Using the material below, copy every line where "Regex" appears.
-------
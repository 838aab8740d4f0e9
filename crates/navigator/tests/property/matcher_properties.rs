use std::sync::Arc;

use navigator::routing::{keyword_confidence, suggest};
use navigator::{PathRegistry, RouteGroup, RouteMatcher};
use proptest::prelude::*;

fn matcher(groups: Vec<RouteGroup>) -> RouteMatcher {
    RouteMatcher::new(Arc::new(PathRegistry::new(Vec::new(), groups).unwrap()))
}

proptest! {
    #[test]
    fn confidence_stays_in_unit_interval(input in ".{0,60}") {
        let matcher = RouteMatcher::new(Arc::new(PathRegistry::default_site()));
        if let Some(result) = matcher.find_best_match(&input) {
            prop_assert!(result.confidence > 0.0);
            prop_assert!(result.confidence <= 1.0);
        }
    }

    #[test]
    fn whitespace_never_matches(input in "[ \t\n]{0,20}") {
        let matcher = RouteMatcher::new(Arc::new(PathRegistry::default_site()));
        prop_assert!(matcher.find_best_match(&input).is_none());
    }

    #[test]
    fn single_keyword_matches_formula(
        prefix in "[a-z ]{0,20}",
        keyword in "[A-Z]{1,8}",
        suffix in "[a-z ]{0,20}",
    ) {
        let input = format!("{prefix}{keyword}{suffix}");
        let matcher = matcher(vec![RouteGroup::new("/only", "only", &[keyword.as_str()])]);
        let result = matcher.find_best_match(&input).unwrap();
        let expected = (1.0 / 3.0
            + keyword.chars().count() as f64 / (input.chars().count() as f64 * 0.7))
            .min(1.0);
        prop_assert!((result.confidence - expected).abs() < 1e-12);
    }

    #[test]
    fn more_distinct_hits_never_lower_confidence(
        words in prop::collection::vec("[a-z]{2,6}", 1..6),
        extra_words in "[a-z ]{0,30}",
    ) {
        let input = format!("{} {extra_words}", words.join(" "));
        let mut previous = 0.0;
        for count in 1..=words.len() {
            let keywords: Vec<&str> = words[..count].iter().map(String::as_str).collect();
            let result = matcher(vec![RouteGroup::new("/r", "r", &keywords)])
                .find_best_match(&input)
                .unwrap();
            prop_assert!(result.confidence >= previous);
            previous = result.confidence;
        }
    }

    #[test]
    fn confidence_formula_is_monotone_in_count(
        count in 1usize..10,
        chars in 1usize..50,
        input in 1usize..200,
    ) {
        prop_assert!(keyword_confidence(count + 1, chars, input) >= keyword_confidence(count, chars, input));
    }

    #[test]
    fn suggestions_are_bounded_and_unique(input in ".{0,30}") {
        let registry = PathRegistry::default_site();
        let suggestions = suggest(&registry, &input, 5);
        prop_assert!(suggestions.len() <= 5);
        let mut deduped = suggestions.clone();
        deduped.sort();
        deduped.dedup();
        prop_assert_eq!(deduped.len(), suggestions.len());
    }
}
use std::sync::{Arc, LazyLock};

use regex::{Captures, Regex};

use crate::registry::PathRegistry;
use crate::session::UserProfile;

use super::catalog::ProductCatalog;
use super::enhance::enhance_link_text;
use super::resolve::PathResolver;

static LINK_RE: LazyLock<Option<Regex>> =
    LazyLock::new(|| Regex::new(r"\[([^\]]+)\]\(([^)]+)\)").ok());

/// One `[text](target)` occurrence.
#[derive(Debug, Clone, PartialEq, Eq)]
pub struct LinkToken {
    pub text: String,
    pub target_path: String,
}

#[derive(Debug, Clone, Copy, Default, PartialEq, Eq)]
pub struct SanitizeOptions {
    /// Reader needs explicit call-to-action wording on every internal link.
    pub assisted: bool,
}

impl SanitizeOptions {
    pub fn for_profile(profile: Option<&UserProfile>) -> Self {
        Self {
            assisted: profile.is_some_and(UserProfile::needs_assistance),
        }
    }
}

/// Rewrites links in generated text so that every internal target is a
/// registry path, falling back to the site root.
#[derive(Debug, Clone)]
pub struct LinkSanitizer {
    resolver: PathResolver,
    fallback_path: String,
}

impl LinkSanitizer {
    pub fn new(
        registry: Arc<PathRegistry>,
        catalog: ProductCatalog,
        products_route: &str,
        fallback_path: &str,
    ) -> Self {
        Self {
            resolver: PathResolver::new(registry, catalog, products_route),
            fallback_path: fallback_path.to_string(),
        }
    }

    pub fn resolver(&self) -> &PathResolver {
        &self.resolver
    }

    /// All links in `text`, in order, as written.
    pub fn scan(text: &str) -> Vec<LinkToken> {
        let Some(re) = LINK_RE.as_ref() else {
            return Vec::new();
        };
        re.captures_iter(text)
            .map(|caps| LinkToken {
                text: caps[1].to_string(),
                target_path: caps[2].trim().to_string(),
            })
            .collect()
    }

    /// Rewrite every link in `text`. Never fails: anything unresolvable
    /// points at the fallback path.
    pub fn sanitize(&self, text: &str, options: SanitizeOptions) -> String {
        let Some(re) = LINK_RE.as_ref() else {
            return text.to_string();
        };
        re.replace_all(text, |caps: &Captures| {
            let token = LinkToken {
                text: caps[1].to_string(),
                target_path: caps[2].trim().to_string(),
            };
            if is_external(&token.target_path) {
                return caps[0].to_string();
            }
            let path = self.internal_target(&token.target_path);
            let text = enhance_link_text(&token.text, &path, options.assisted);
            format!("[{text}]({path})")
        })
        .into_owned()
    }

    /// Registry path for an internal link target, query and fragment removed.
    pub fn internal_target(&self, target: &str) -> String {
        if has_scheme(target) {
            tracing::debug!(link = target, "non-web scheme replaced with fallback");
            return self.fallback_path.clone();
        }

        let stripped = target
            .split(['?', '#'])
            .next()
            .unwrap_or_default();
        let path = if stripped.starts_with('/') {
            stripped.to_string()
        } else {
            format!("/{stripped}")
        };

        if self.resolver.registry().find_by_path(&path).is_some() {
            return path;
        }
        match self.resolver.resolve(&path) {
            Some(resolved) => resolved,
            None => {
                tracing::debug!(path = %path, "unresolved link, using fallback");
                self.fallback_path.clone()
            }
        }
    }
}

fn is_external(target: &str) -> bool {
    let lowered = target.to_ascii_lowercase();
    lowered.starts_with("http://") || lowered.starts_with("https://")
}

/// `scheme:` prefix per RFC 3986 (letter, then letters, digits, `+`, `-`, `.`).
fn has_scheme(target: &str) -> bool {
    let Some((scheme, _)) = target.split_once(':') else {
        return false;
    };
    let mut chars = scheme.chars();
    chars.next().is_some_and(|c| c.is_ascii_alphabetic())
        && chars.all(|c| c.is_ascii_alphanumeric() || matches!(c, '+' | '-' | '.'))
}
-------
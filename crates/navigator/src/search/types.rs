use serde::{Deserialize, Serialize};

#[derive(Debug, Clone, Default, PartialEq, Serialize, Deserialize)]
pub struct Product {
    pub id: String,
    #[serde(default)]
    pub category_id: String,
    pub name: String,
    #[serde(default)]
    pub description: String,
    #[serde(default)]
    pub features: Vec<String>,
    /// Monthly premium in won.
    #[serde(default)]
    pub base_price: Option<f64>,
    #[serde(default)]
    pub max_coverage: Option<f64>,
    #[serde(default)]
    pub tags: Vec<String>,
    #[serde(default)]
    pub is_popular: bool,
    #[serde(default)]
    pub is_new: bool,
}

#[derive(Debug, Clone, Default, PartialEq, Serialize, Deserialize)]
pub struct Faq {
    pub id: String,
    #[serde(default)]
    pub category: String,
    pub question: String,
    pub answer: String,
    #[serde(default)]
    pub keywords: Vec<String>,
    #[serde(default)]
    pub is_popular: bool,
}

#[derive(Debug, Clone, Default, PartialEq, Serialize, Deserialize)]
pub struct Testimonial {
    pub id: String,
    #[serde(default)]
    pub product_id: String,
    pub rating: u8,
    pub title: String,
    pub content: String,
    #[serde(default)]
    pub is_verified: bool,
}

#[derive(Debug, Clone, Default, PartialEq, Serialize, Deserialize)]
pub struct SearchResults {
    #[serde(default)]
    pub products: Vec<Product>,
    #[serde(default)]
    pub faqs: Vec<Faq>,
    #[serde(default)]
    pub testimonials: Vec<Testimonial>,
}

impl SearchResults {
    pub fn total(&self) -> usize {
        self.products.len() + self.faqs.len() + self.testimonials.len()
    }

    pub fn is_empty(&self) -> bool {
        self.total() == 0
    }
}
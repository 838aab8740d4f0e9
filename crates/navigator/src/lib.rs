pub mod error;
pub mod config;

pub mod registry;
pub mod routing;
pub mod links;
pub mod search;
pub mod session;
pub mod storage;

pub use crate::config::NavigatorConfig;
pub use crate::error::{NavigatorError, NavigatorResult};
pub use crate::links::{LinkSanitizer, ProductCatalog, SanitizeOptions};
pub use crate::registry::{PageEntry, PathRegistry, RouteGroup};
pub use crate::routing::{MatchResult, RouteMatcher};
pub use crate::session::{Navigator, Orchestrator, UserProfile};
-------
Completed exercise:
use regex::{Captures, Regex};
static LINK_RE: LazyLock<Option<Regex>> =
    LazyLock::new(|| Regex::new(r"\[([^\]]+)\]\(([^)]+)\)").ok());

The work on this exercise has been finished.